**TASK INPUTS**.

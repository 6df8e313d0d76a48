// End-to-end frame synthesis against the fixture DBC files
use can_overlay::checksum::checksum;
use can_overlay::frames::fields;
use can_overlay::{
    Command, DbcPacker, FieldSnapshot, FrameId, FrameSynthesizer, Generation, OverlayError,
    SynthesizerConfig, VisualAlert,
};
use std::collections::HashMap;
use std::num::NonZeroU64;
use std::path::PathBuf;

fn fixture(name: &str) -> PathBuf {
    PathBuf::from(env!("CARGO_MANIFEST_DIR"))
        .join("tests")
        .join("data")
        .join(name)
}

fn packer(dbc: &str) -> DbcPacker {
    let mut packer = DbcPacker::new();
    packer.add_dbc(&fixture(dbc)).unwrap();
    packer
}

fn integrated() -> FrameSynthesizer<DbcPacker> {
    let config = SynthesizerConfig::new().with_steer_step(NonZeroU64::new(2).unwrap());
    FrameSynthesizer::new(config, packer("subaru_global.dbc"))
}

fn legacy() -> FrameSynthesizer<DbcPacker> {
    let config = SynthesizerConfig::new().with_generation(Generation::Legacy);
    FrameSynthesizer::new(config, packer("subaru_preglobal.dbc"))
}

fn lkas_state_stock() -> FieldSnapshot {
    FieldSnapshot::new()
        .with(fields::LKAS_ALERT, 27)
        .with(fields::KEEP_HANDS_ON_WHEEL, 1)
        .with(fields::LKAS_ACTIVE, 0)
        .with(fields::LKAS_DASH_ICON, 1)
        .with(fields::LEFT_LINE_ENABLE, 0)
        .with(fields::RIGHT_LINE_ENABLE, 0)
        .with(fields::LEFT_LINE_VISIBLE, 1)
        .with(fields::RIGHT_LINE_VISIBLE, 1)
}

#[test]
fn test_integrated_steering_frame() {
    let synthesizer = integrated();
    let command = Command::new().with_active(true).with_torque(200);

    let frame = synthesizer
        .synthesize(
            FrameId::SteeringCommand,
            &FieldSnapshot::new(),
            &command,
            synthesizer.config().sequence(6),
        )
        .unwrap();

    assert_eq!(frame.can_id, 290);
    assert_eq!(frame.bus, 0);
    // SET_1, torque 200, request bit, counter 6 / 2 = 3
    assert_eq!(frame.data, vec![0x00, 0x01, 0xC8, 0x20, 0x00, 0x00, 0x03, 0x00]);
}

#[test]
fn test_integrated_counter_wraps_at_16() {
    let synthesizer = integrated();
    let command = Command::new().with_torque(1);

    let counters: Vec<u8> = [0, 1, 2, 30, 31, 32]
        .iter()
        .map(|&tick| {
            synthesizer
                .synthesize(
                    FrameId::SteeringCommand,
                    &FieldSnapshot::new(),
                    &command,
                    synthesizer.config().sequence(tick),
                )
                .unwrap()
                .data[6]
        })
        .collect();

    assert_eq!(counters, vec![0, 0, 1, 15, 15, 0]);
}

#[test]
fn test_zero_torque_clears_request() {
    let synthesizer = integrated();
    let frame = synthesizer
        .synthesize(
            FrameId::SteeringCommand,
            &FieldSnapshot::new(),
            &Command::new(),
            synthesizer.config().sequence(0),
        )
        .unwrap();

    let (_, values) = synthesizer.encoder().unpack(frame.can_id, &frame.data).unwrap();
    assert_eq!(values.get(fields::LKAS_REQUEST), Some(0));
    assert_eq!(values.get(fields::SET_1), Some(1));
}

#[test]
fn test_legacy_steering_checksum() {
    let synthesizer = legacy();
    let command = Command::new().with_active(true).with_torque(100);

    let frame = synthesizer
        .synthesize(
            FrameId::SteeringCommand,
            &FieldSnapshot::new(),
            &command,
            synthesizer.config().sequence(0),
        )
        .unwrap();
    assert_eq!(frame.can_id, 356);
    assert_eq!(frame.data, vec![0x64, 0x00, 0x00, 0x01, 0x00, 0x00, 0x00, 0x65]);

    // 13 % 8 = 5 -> counter byte changes, checksum follows
    let frame = synthesizer
        .synthesize(
            FrameId::SteeringCommand,
            &FieldSnapshot::new(),
            &command,
            synthesizer.config().sequence(13),
        )
        .unwrap();
    assert_eq!(frame.data[4], 0x05);
    assert_eq!(frame.data[7], 0x6A);
    assert_eq!(frame.data[7], checksum(&frame.data, 7));
}

#[test]
fn test_legacy_negative_torque_checksum() {
    let synthesizer = legacy();
    let command = Command::new().with_active(true).with_torque(-100);

    let frame = synthesizer
        .synthesize(
            FrameId::SteeringCommand,
            &FieldSnapshot::new(),
            &command,
            synthesizer.config().sequence(0),
        )
        .unwrap();

    assert_eq!(&frame.data[..4], &[0x9C, 0x1F, 0x00, 0x01]);
    assert_eq!(frame.data[7], 188);
}

#[test]
fn test_legacy_cruise_throttle_replaces_stale_checksum() {
    let synthesizer = legacy();
    let stock = FieldSnapshot::new()
        .with(fields::CRUISE_BUTTON, 0)
        .with("Throttle_Cruise", 1200)
        .with(fields::CHECKSUM, 0x55);

    let frame = synthesizer
        .synthesize(
            FrameId::CruiseThrottle,
            &stock,
            &Command::new().with_cruise_button(2),
            synthesizer.config().sequence(0),
        )
        .unwrap();

    assert_eq!(frame.can_id, 328);
    assert_eq!(&frame.data[..3], &[0x02, 0xB0, 0x04]);
    assert_eq!(frame.data[7], 0xB6);
    assert_eq!(stock.get(fields::CHECKSUM), Some(0x55));
}

#[test]
fn test_distance_passthrough_is_bit_exact() {
    let synthesizer = integrated();
    let observed = [0x2A, 0x00, 0x00, 0x00, 0x00, 0x00, 0x00, 0x00];
    let (name, stock) = synthesizer.encoder().unpack(545, &observed).unwrap();
    assert_eq!(name, "ES_Distance");
    assert_eq!(stock.get(fields::SPEED), Some(42));

    let frame = synthesizer
        .synthesize(
            FrameId::DistanceCancel,
            &stock,
            &Command::new(),
            synthesizer.config().sequence(0),
        )
        .unwrap();
    assert_eq!(frame.data, observed.to_vec());

    let frame = synthesizer
        .synthesize(
            FrameId::DistanceCancel,
            &stock,
            &Command::new().with_cancel(true),
            synthesizer.config().sequence(0),
        )
        .unwrap();
    assert_eq!(frame.data[0], 0x2A);
    assert_eq!(frame.data[7], 0x01);
}

#[test]
fn test_lane_keep_state_active() {
    let synthesizer = integrated();
    let command = Command::new().with_active(true).with_lines(true, false);

    let frame = synthesizer
        .synthesize(
            FrameId::LaneKeepStatus,
            &lkas_state_stock(),
            &command,
            synthesizer.config().sequence(0),
        )
        .unwrap();

    assert_eq!(frame.can_id, 802);
    assert_eq!(frame.data[0], 0x00);
    assert_eq!(frame.data[1], 0x3D);
}

#[test]
fn test_lane_keep_state_departure_alert() {
    let synthesizer = integrated();
    let stock = lkas_state_stock().with(fields::LKAS_ALERT, 11);
    let command = Command::new()
        .with_active(true)
        .with_alert(VisualAlert::LaneDepartureLeft)
        .with_departure(true, true);

    let frame = synthesizer
        .synthesize(
            FrameId::LaneKeepStatus,
            &stock,
            &command,
            synthesizer.config().sequence(0),
        )
        .unwrap();

    let (_, values) = synthesizer.encoder().unpack(frame.can_id, &frame.data).unwrap();
    assert_eq!(values.get(fields::LKAS_ALERT), Some(12));
    assert_eq!(values.get(fields::KEEP_HANDS_ON_WHEEL), Some(0));
}

#[test]
fn test_lane_keep_state_inactive_keeps_stock_active_flag() {
    let synthesizer = integrated();
    let stock = lkas_state_stock().with(fields::LKAS_ACTIVE, 1);

    let frame = synthesizer
        .synthesize(
            FrameId::LaneKeepStatus,
            &stock,
            &Command::new().with_lines(false, false),
            synthesizer.config().sequence(0),
        )
        .unwrap();

    let (_, values) = synthesizer.encoder().unpack(frame.can_id, &frame.data).unwrap();
    assert_eq!(values.get(fields::LKAS_ACTIVE), Some(1));
    assert_eq!(values.get(fields::LKAS_DASH_ICON), Some(0));
    assert_eq!(values.get(fields::LEFT_LINE_VISIBLE), Some(0));
    assert_eq!(values.get(fields::RIGHT_LINE_VISIBLE), Some(0));
    // Stock tone survives while assist is off
    assert_eq!(values.get(fields::LKAS_ALERT), Some(27));
}

#[test]
fn test_missing_stock_field_is_rejected_by_encoder() {
    let synthesizer = integrated();
    let stock = FieldSnapshot::new().with(fields::LKAS_ALERT, 0);

    let result = synthesizer.synthesize(
        FrameId::LaneKeepStatus,
        &stock,
        &Command::new(),
        synthesizer.config().sequence(0),
    );
    assert!(matches!(result, Err(OverlayError::MissingField { .. })));
}

#[test]
fn test_unknown_stock_field_is_rejected_by_encoder() {
    let synthesizer = integrated();
    let stock = FieldSnapshot::new()
        .with(fields::LKAS_STATE_MSG, 3)
        .with("Cruise_Set_Speed", 60)
        .with("Not_In_Dbc", 1);

    let result = synthesizer.synthesize(
        FrameId::DashStatus,
        &stock,
        &Command::new(),
        synthesizer.config().sequence(0),
    );
    assert!(matches!(result, Err(OverlayError::UnknownField { .. })));
}

#[test]
fn test_diagnostic_overrides_reach_frames() {
    let config = SynthesizerConfig::new()
        .with_throttle_override(80)
        .with_brake_speed_override(0);
    let synthesizer = FrameSynthesizer::new(config, packer("subaru_global.dbc"));

    let throttle_stock = FieldSnapshot::new()
        .with(fields::THROTTLE_PEDAL, 5)
        .with("Engine_RPM", 800);
    let frame = synthesizer
        .synthesize(
            FrameId::Throttle,
            &throttle_stock,
            &Command::new(),
            synthesizer.config().sequence(0),
        )
        .unwrap();
    assert_eq!(frame.data[0], 80);

    let brake_stock = FieldSnapshot::new()
        .with(fields::SPEED, 50)
        .with("Brake_Pedal", 7);
    let frame = synthesizer
        .synthesize(
            FrameId::Brake,
            &brake_stock,
            &Command::new(),
            synthesizer.config().sequence(0),
        )
        .unwrap();
    assert_eq!(frame.data[0], 0);
    assert_eq!(frame.data[2], 7);
}

#[test]
fn test_synthesize_all_integrated() {
    let config = SynthesizerConfig::new().with_bus(1);
    let mut lenient = DbcPacker::new().with_missing_as_zero(true);
    lenient.add_dbc(&fixture("subaru_global.dbc")).unwrap();
    let synthesizer = FrameSynthesizer::new(config, lenient);

    let mut stock = HashMap::new();
    stock.insert(FrameId::LaneKeepStatus, lkas_state_stock());
    stock.insert(
        FrameId::DashStatus,
        FieldSnapshot::new().with(fields::LKAS_STATE_MSG, 3),
    );

    let results = synthesizer.synthesize_all(
        &stock,
        &Command::new().with_active(true).with_torque(50),
        synthesizer.config().sequence(4),
    );

    assert_eq!(results.len(), Generation::Integrated.frames().len());
    for (frame, result) in &results {
        let can_frame = result.as_ref().unwrap_or_else(|e| panic!("{}: {}", frame, e));
        assert_eq!(can_frame.bus, 1);
        assert_eq!(can_frame.dlc(), 8);
    }

    let dash = &results
        .iter()
        .find(|(frame, _)| *frame == FrameId::DashStatus)
        .unwrap()
        .1;
    assert_eq!(dash.as_ref().unwrap().data[0] & 0x07, 0);
}

#[test]
fn test_legacy_rejects_integrated_only_frames() {
    let synthesizer = legacy();
    let result = synthesizer.synthesize(
        FrameId::DistanceCancel,
        &FieldSnapshot::new(),
        &Command::new().with_cancel(true),
        synthesizer.config().sequence(0),
    );
    assert!(matches!(result, Err(OverlayError::UnsupportedFrame { .. })));
}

**WHAT THE EXERCISE ASKS**. Copy the lines above exactly. Start with the line containing "assert_eq!(stock.get(fields::CHECKSUM), Some(0x55));", end with the line containing "assert_eq!(frame.data[0], 0x2A);", and include both.

**ANSWER FOR THE TASK**.
    assert_eq!(stock.get(fields::CHECKSUM), Some(0x55));
}

#[test]
fn test_distance_passthrough_is_bit_exact() {
    let synthesizer = integrated();
    let observed = [0x2A, 0x00, 0x00, 0x00, 0x00, 0x00, 0x00, 0x00];
    let (name, stock) = synthesizer.encoder().unpack(545, &observed).unwrap();
    assert_eq!(name, "ES_Distance");
    assert_eq!(stock.get(fields::SPEED), Some(42));

    let frame = synthesizer
        .synthesize(
            FrameId::DistanceCancel,
            &stock,
            &Command::new(),
            synthesizer.config().sequence(0),
        )
        .unwrap();
    assert_eq!(frame.data, observed.to_vec());

    let frame = synthesizer
        .synthesize(
            FrameId::DistanceCancel,
            &stock,
            &Command::new().with_cancel(true),
            synthesizer.config().sequence(0),
        )
        .unwrap();
    assert_eq!(frame.data[0], 0x2A);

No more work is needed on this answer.